Once you try this a time or two, you
will NEVER want to put on an open bra gain! My hips are WAY bigger
than my bra band size, (I mean WAAAY bigger, ahem...) and I still have bras that
I've used for over 3 years, without the stretch being lost one bit from
this. It's ever so much more graceful to put on OR take off your bra
this way. No, I am NOT kidding. Go on, go rip off your clothes and try
it right now, even before you make your tube, you'll see. :^) No, really, go on... I won't laugh...
you may ask, "Why has no one ever mentioned this to me before?" Not a
clue. It just seems to be such a foreign thing to people who haven't
done it, that even some bra fitters I've mentioned it to have just stood and
looked at me blankly.
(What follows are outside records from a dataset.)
// Forest navigation methods for DeclarationForest
//
// Parent chains and subtrees over the resolved links. A declaration may name
// itself (or a cycle of names) as its parent, so every walk tracks visits.

use std::collections::HashSet;

use super::forest::DeclarationForest;
use super::types::DeclarationId;

impl DeclarationForest {
    /// Parent chain from the immediate parent up to the root
    pub fn ancestors(&self, id: DeclarationId) -> Vec<DeclarationId> {
        let mut chain = Vec::new();
        let mut seen = HashSet::from([id]);
        let mut current = self.get(id).and_then(|decl| decl.parent());

        while let Some(parent) = current {
            if !seen.insert(parent) {
                break;
            }
            chain.push(parent);
            current = self.get(parent).and_then(|decl| decl.parent());
        }
        chain
    }

    /// Every declaration below `id`, depth-first in child order
    pub fn descendants(&self, id: DeclarationId) -> Vec<DeclarationId> {
        let mut found = Vec::new();
        let mut seen = HashSet::from([id]);
        self.collect_descendants(id, &mut seen, &mut found);
        found
    }

    fn collect_descendants(
        &self,
        id: DeclarationId,
        seen: &mut HashSet<DeclarationId>,
        found: &mut Vec<DeclarationId>,
    ) {
        let Some(decl) = self.get(id) else {
            return;
        };
        for &child in decl.children() {
            if seen.insert(child) {
                found.push(child);
                self.collect_descendants(child, seen, found);
            }
        }
    }

    /// Nesting depth below the root (roots are 0)
    pub fn depth(&self, id: DeclarationId) -> usize {
        self.ancestors(id).len()
    }
}

#[cfg(test)]
mod tests {
    use crate::extractors::base::{Declaration, DeclarationForest};

    fn forest(pairs: &[(&str, Option<&str>)]) -> DeclarationForest {
        let mut forest = DeclarationForest::new();
        for (name, parent) in pairs {
            forest.push(Declaration::class(*name, parent.map(str::to_string), Vec::new()));
        }
        forest.resolve();
        forest
    }

    fn names(
        forest: &DeclarationForest,
        ids: Vec<crate::extractors::base::DeclarationId>,
    ) -> Vec<&str> {
        ids.into_iter()
            .map(|id| forest.get(id).unwrap().namespace.as_str())
            .collect()
    }

    #[test]
    fn test_ancestors_walk_to_root() {
        let forest = forest(&[("TC", Some("TB")), ("TB", Some("TA")), ("TA", None)]);
        let c = forest.by_namespace()["TC"];
        assert_eq!(names(&forest, forest.ancestors(c)), vec!["TB", "TA"]);
        assert_eq!(forest.depth(c), 2);
    }

    #[test]
    fn test_descendants_depth_first() {
        let forest = forest(&[
            ("TB", Some("TA")),
            ("TD", Some("TB")),
            ("TC", Some("TA")),
            ("TA", None),
        ]);
        let a = forest.by_namespace()["TA"];
        assert_eq!(names(&forest, forest.descendants(a)), vec!["TB", "TD", "TC"]);
    }

    #[test]
    fn test_cycles_terminate() {
        let forest = forest(&[("TX", Some("TY")), ("TY", Some("TX"))]);
        let x = forest.by_namespace()["TX"];
        assert_eq!(names(&forest, forest.ancestors(x)), vec!["TY"]);
        assert_eq!(names(&forest, forest.descendants(x)), vec!["TY"]);
        assert!(forest.roots().is_empty());
    }
}
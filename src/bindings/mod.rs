// PyO3 Bindings Module
//
// Python bindings for the Pascal extractor, built with the `python` feature.

mod api;
mod declaration;
mod parser;

// Re-export for lib.rs
pub use api::{extract_files, is_pascal_source};
pub use declaration::PyDeclaration;
pub use parser::PyPascalParser;
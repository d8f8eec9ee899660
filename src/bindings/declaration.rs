// PyDeclaration - PyO3 wrapper for a declaration record
//
// Holds an owned snapshot of one declaration. Parent and children are
// exposed as namespaces, matching the shallow JSON view.

use crate::extractors::base::DeclarationRecord;
use pyo3::exceptions::PyValueError;
use pyo3::prelude::*;

/// Python-accessible Declaration snapshot
///
/// Represents a class or interface extracted from a Pascal unit.
/// All fields are read-only from Python.
#[pyclass(name = "Declaration")]
#[derive(Clone)]
pub struct PyDeclaration {
    namespace: String,
    kind: String,
    documentation: Option<String>,
    filename: Option<String>,
    line_number: Option<usize>,
    parent_namespace: Option<String>,
    parent: Option<String>,
    children: Vec<String>,
    interfaces: Option<Vec<String>>,
    guid: Option<String>,
    json: String,
}

impl PyDeclaration {
    /// Snapshot a record, rendering its JSON once up front
    pub fn from_record(record: &DeclarationRecord<'_>) -> PyResult<Self> {
        let json = record
            .to_json()
            .map_err(|e| PyValueError::new_err(format!("Serialization failed: {}", e)))?;

        Ok(PyDeclaration {
            namespace: record.namespace.to_string(),
            kind: record.kind.to_string(),
            documentation: record.documentation.map(str::to_string),
            filename: record.filename.map(str::to_string),
            line_number: record.line_number,
            parent_namespace: record.parent_namespace.map(str::to_string),
            parent: record.parent.map(str::to_string),
            children: record.children.iter().map(|c| c.to_string()).collect(),
            interfaces: record.interfaces.map(|list| list.to_vec()),
            guid: record.guid.flatten().map(str::to_string),
            json,
        })
    }
}

#[pymethods]
impl PyDeclaration {
    #[getter]
    fn namespace(&self) -> String {
        self.namespace.clone()
    }

    #[getter]
    fn kind(&self) -> String {
        self.kind.clone()
    }

    #[getter]
    fn documentation(&self) -> Option<String> {
        self.documentation.clone()
    }

    #[getter]
    fn filename(&self) -> Option<String> {
        self.filename.clone()
    }

    #[getter]
    fn line_number(&self) -> Option<usize> {
        self.line_number
    }

    #[getter]
    fn parent_namespace(&self) -> Option<String> {
        self.parent_namespace.clone()
    }

    #[getter]
    fn parent(&self) -> Option<String> {
        self.parent.clone()
    }

    #[getter]
    fn children(&self) -> Vec<String> {
        self.children.clone()
    }

    /// Interface names for classes, None for interfaces
    #[getter]
    fn interfaces(&self) -> Option<Vec<String>> {
        self.interfaces.clone()
    }

    #[getter]
    fn guid(&self) -> Option<String> {
        self.guid.clone()
    }

    fn to_json(&self) -> String {
        self.json.clone()
    }

    fn __repr__(&self) -> String {
        format!(
            "Declaration(namespace='{}', kind='{}', parent={:?})",
            self.namespace, self.kind, self.parent_namespace
        )
    }
}
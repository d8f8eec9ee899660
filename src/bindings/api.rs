// API Functions - PyO3-exposed functions for Python
//
// One-shot helpers for callers that don't need to keep a parser around.

use super::PyDeclaration;
use crate::extractors::pascal::PascalParser;
use crate::utils::source::{is_pascal_source as is_pascal_path, load_sources};
use pyo3::prelude::*;
use std::path::Path;

/// Extract declarations from Pascal files on disk
///
/// Unreadable files are logged and skipped. Files are scanned in parallel and
/// resolved together, so parents declared in any of them are linked.
///
/// Args:
///     paths (list[str]): Paths of the units to parse
///
/// Returns:
///     list[Declaration]: Every declaration, including synthesized parents
#[pyfunction]
#[pyo3(signature = (paths))]
pub fn extract_files(py: Python<'_>, paths: Vec<String>) -> PyResult<Vec<PyDeclaration>> {
    // Release GIL for file reading and parallel scanning
    let parser = py.detach(move || {
        let sources = load_sources(&paths);
        let mut parser = PascalParser::new();
        parser.parse_batch(&sources);
        parser
    });

    parser
        .forest()
        .records()
        .iter()
        .map(PyDeclaration::from_record)
        .collect()
}

/// Check whether a path has a Pascal/Delphi source extension
///
/// Args:
///     file_path (str): File path (e.g., "src/Unit1.pas")
///
/// Returns:
///     bool: True for .pas, .pp, .dpr, .dpk, .lpr and .inc files
#[pyfunction]
#[pyo3(signature = (file_path))]
pub fn is_pascal_source(file_path: &str) -> bool {
    is_pascal_path(Path::new(file_path))
}
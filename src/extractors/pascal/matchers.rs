//! Specialized line matchers for Pascal declarations.
//!
//! Every matcher except the interface declaration is a single-capture
//! `LineMatcher`. The interface declaration captures a name and the
//! remainder of the line through named groups.

use regex::Regex;

use super::patterns::PatternConfig;
use crate::error::{PascalError, Result};
use crate::extractors::base::matcher::compile;
use crate::extractors::base::{Declaration, LineMatcher};

/// Matches `///` documentation lines
#[derive(Debug, Clone)]
pub struct DocumentationMatcher {
    inner: LineMatcher,
}

impl DocumentationMatcher {
    pub fn new(pattern: &str) -> Result<Self> {
        Ok(Self {
            inner: LineMatcher::new("documentation", pattern)?,
        })
    }

    /// Documentation text carried by the line, if any
    pub fn capture<'l>(&self, line: &'l str) -> Option<&'l str> {
        self.inner.capture(line).filter(|text| !text.is_empty())
    }
}

/// Detects the line that opens the implementation section
#[derive(Debug, Clone)]
pub struct ImplementationDetector {
    inner: LineMatcher,
}

impl ImplementationDetector {
    pub fn new(pattern: &str) -> Result<Self> {
        Ok(Self {
            inner: LineMatcher::new("implementation", pattern)?,
        })
    }

    pub fn detect(&self, line: &str) -> bool {
        self.inner.is_match(line)
    }
}

/// Matches `TFoo = class(TParent, IBar, IBaz)` lines
///
/// Name, ancestor and interface list are independent searches over the same
/// line, so each finds its own leftmost `= class`.
#[derive(Debug, Clone)]
pub struct ClassMatcher {
    declaration: LineMatcher,
    name: LineMatcher,
    parent: LineMatcher,
    interfaces: LineMatcher,
}

impl ClassMatcher {
    pub fn new(config: &PatternConfig) -> Result<Self> {
        Ok(Self {
            declaration: LineMatcher::new("class_declaration", &config.class_declaration)?,
            name: LineMatcher::new("class_name", &config.class_name)?,
            parent: LineMatcher::new("class_parent", &config.class_parent)?,
            interfaces: LineMatcher::new("interface_list", &config.interface_list)?,
        })
    }

    /// Unresolved class declaration for the line, if it declares one
    pub fn parse(&self, line: &str) -> Option<Declaration> {
        if !self.declaration.is_match(line) {
            return None;
        }

        let name = self.name.capture(line).unwrap_or_default();
        let parent = self.parent.capture(line).map(str::to_string);
        let interfaces = self
            .interfaces
            .capture(line)
            .filter(|list| !list.is_empty())
            .map(split_interfaces)
            .unwrap_or_default();

        Some(Declaration::class(name, parent, interfaces))
    }
}

/// Matches `IFoo = interface(IParent)` lines
///
/// The ancestor is searched in the text after `= interface`, not in the
/// whole line, so an interface declared alone on its line has no parent.
#[derive(Debug, Clone)]
pub struct InterfaceMatcher {
    declaration: Regex,
    parent: LineMatcher,
}

impl InterfaceMatcher {
    pub fn new(config: &PatternConfig) -> Result<Self> {
        let declaration = compile("interface_declaration", &config.interface_declaration)?;
        require_groups("interface_declaration", &declaration, &["name", "remainder"])?;
        Ok(Self {
            declaration,
            parent: LineMatcher::new("interface_parent", &config.interface_parent)?,
        })
    }

    /// Unresolved interface declaration for the line, if it declares one
    pub fn parse(&self, line: &str) -> Option<Declaration> {
        let caps = self.declaration.captures(line)?;
        let name = caps.name("name")?.as_str();
        let parent = caps
            .name("remainder")
            .and_then(|remainder| self.parent.capture(remainder.as_str()))
            .map(str::to_string);
        Some(Declaration::interface(name, parent))
    }
}

/// All matchers a parser needs, compiled from one configuration
#[derive(Debug, Clone)]
pub struct PascalMatchers {
    pub documentation: DocumentationMatcher,
    pub implementation: ImplementationDetector,
    pub class: ClassMatcher,
    pub interface: InterfaceMatcher,
}

impl PascalMatchers {
    pub fn from_config(config: &PatternConfig) -> Result<Self> {
        Ok(Self {
            documentation: DocumentationMatcher::new(&config.documentation)?,
            implementation: ImplementationDetector::new(&config.implementation)?,
            class: ClassMatcher::new(config)?,
            interface: InterfaceMatcher::new(config)?,
        })
    }

    /// Class first, then interface
    pub fn declaration(&self, line: &str) -> Option<Declaration> {
        self.class
            .parse(line)
            .or_else(|| self.interface.parse(line))
    }
}

/// Split a raw interface list on commas, trimming each entry
pub fn split_interfaces(list: &str) -> Vec<String> {
    list.split(',').map(|name| name.trim().to_string()).collect()
}

fn require_groups(matcher: &'static str, regex: &Regex, groups: &[&'static str]) -> Result<()> {
    for &group in groups {
        if !regex.capture_names().flatten().any(|name| name == group) {
            return Err(PascalError::MissingCaptureGroup { matcher, group });
        }
    }
    Ok(())
}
You can almost SEE their minds calculating their
bra band size and hip size and saying 'NO WAY!', but if you SEW with
bra-band-type elastics, you already know, some will stretch twice it's
length or more, so think about it... add 50% to your bra band size since
only the back half may stretch. (As an easy math example, if your bra band is
40", you'd add another 20", which makes 60" when stretched to the fullest...
figure this out using your own with your measurements... is the number
you get bigger than your hip size? Alright then, I didn't think so! It generally works
out the same way, no matter how large or small you are. There ya go,
Here's a little tip though...if you have any problem doing this, just put your undies on first,
before your bra. Seems obvious maybe...they just help the elastic glide
over your hips faster. Then, pull them down a bit and pull your
'bra-tube' down over your tummy. The 'dull' side of the fabric will
grab on to your skin and stay there when you pull your undies back up
over the bottom of it. I've never had the bra-tube ride up, but then I usually wear
slacks or jeans. If you wear a dress all day, bending and twisting to
reach for things, your mileage may vary.